Metro Atlanta hasn’t exactly been pounded for recruiting yet, but Skinner did land a potential gem in Tracy Hector. The 6-foot-4, 212-pound swingman won back-to-back state championships at Jonesboro High School. As a senior, Hector averaged over 12 points and six rebounds a game, but he made a name for himself with his tenacious defense.

Tracy Hector

Tracy Hector

He is a strong athlete that can lock down ball handlers with his ‘in-your-face’ defense while offensively; he attacks the bucket and goes after every loose ball.

Kyle Clarke is another new addition to the backcourt, standing 6-foot-5 as a combo guard. Clarke hails from Florida and has shown a knack for getting into the lane on offense.

Skinner went overseas to land Josh Burnett, another guard that can play forward, from Hawaii. Kosta Jankovic and Aubrey Williams round out the new faces on the roster while Quinnipiac transfer Kendrick Ray is finally eligible to play after having to sit out a season.

Better Times On The Horizon?

So with a new coaching staff and turned over roster, can we expect KSU to take the next step in becoming a respectable program and not just another cupcake on everyone’s schedule? We will know right away. After a home tilt with Middle Georgia, Kennesaw hits the road to play Alabama, LSU and Arizona State. West Virginia, Louisville and Indiana all loom on the schedule as well. The Owls will definitely take some lumps, but coach Skinner needs to see what kind of mettle his team has when facing adversity to be able to find out if his group improves from game to game or if they take beatings and not learn anything from them like they haven’t in the past.
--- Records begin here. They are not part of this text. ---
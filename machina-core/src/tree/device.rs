//! [Device] is one node in the bus/device tree: an instance of a
//! [DeviceKind][crate::registry::DeviceKind] bound to exactly one parent bus.

use crate::gpio::GpioLines;
use crate::introspect::StateDescriptor;
use crate::migration::MigrationAlias;
use crate::registry::DeviceKind;
use crate::storage::Storage;
use crate::tree::bus::Bus;
use machina_utils::{Handle, HandleRef};
use std::collections::HashMap;
use std::sync::atomic::{AtomicBool, AtomicU64, Ordering};
use std::sync::RwLock;

/// Per-device lifecycle state: `Created` until `init` succeeds,
/// `Initialised` thereafter.
#[derive(Debug, Clone, Copy, PartialEq, Eq)]
pub enum LifecycleState {
    Created,
    Initialised,
}

static NEXT_INSTANCE_ID: AtomicU64 = AtomicU64::new(1);

/// A device tree node.
pub struct Device {
    pub kind: &'static DeviceKind,
    /// Process-wide unique id, distinct from the user-assigned `id` below;
    /// used as the migration table's key.
    pub instance_id: u64,
    parent: RwLock<Option<HandleRef<Bus>>>,
    id: RwLock<Option<String>>,
    pub children_buses: RwLock<Vec<Handle<Bus>>>,
    state: RwLock<LifecycleState>,
    pub hotplugged: AtomicBool,
    pub gpio: GpioLines,
    pub storage: Storage,
    pub migration_alias: Option<MigrationAlias>,
    pub option_bag: RwLock<Option<HashMap<String, String>>>,
}

impl Device {
    pub(crate) fn new(kind: &'static DeviceKind, parent: &Handle<Bus>) -> Handle<Device> {
        Handle::from(Device {
            kind,
            instance_id: NEXT_INSTANCE_ID.fetch_add(1, Ordering::SeqCst),
            parent: RwLock::new(Some(parent.downgrade())),
            id: RwLock::new(None),
            children_buses: RwLock::new(Vec::new()),
            state: RwLock::new(LifecycleState::Created),
            hotplugged: AtomicBool::new(false),
            gpio: GpioLines::new(),
            storage: Storage::zeroed(kind.instance_size),
            migration_alias: kind.migration_alias,
            option_bag: RwLock::new(None),
        })
    }

    pub fn parent_bus(&self) -> Option<Handle<Bus>> {
        self.parent.read().unwrap().as_ref().and_then(|r| r.get())
    }

    pub(crate) fn clear_parent(&self) {
        *self.parent.write().unwrap() = None;
    }

    pub fn state(&self) -> LifecycleState {
        *self.state.read().unwrap()
    }

    pub(crate) fn set_state(&self, state: LifecycleState) {
        *self.state.write().unwrap() = state;
    }

    pub fn id(&self) -> Option<String> {
        self.id.read().unwrap().clone()
    }

    pub(crate) fn set_id(&self, id: Option<String>) {
        *self.id.write().unwrap() = id;
    }

    pub fn state_descriptor(&self) -> Option<&'static StateDescriptor> {
        self.kind.state_descriptor
    }

    pub(crate) fn retain_option_bag(&self, bag: HashMap<String, String>) {
        *self.option_bag.write().unwrap() = Some(bag);
    }

    pub(crate) fn take_option_bag(&self) -> Option<HashMap<String, String>> {
        self.option_bag.write().unwrap().take()
    }

    /// This device's rank among its bus's children of the same kind, zero-based,
    /// used to render `"<kind>.<instance-no>"`.
    pub fn instance_number(&self) -> usize {
        let Some(parent) = self.parent_bus() else {
            return 0;
        };
        let children = parent.children.read().unwrap();
        children
            .iter()
            .filter(|d| d.kind.name == self.kind.name)
            .position(|d| std::ptr::eq(&**d, self))
            .unwrap_or(0)
    }
}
The one positive for KSU is that the A-Sun continues to get weaker and weaker each season with the top programs getting plucked by bigger conferences seemingly every year. This time it is Northern Kentucky, who has only been a D-1 program for three seasons going on four now, that was added to the Horizon League. Meanwhile, Kennesaw State has sat and stewed in the A-Sun since 2005-06 and has yet to make it out of the annual cellar.

NJIT joins the conference, coming off its best record in school history since joining D-1 the same year as KSU, winning 21 games in 2014.

Under coach Skinner, Kennesaw should at least be a competitive team. Losses to conference foes by 36 points should be a thing of the past by now. When watching the Owls play these power conference teams early in the season, losses to annual juggernauts Indiana and Louisville are acceptable. But if KSU lays an egg against an average power conference team like Alabama like they did against Syracuse (89-42), Cal (93-59) and Illinois (93-45) last year, then there is reason to be concerned.

Is there reason to be optimistic this year? Yes there is, but if the team can’t stay competitive with the big schools early on (L by < 30), don’t expect much come conference play.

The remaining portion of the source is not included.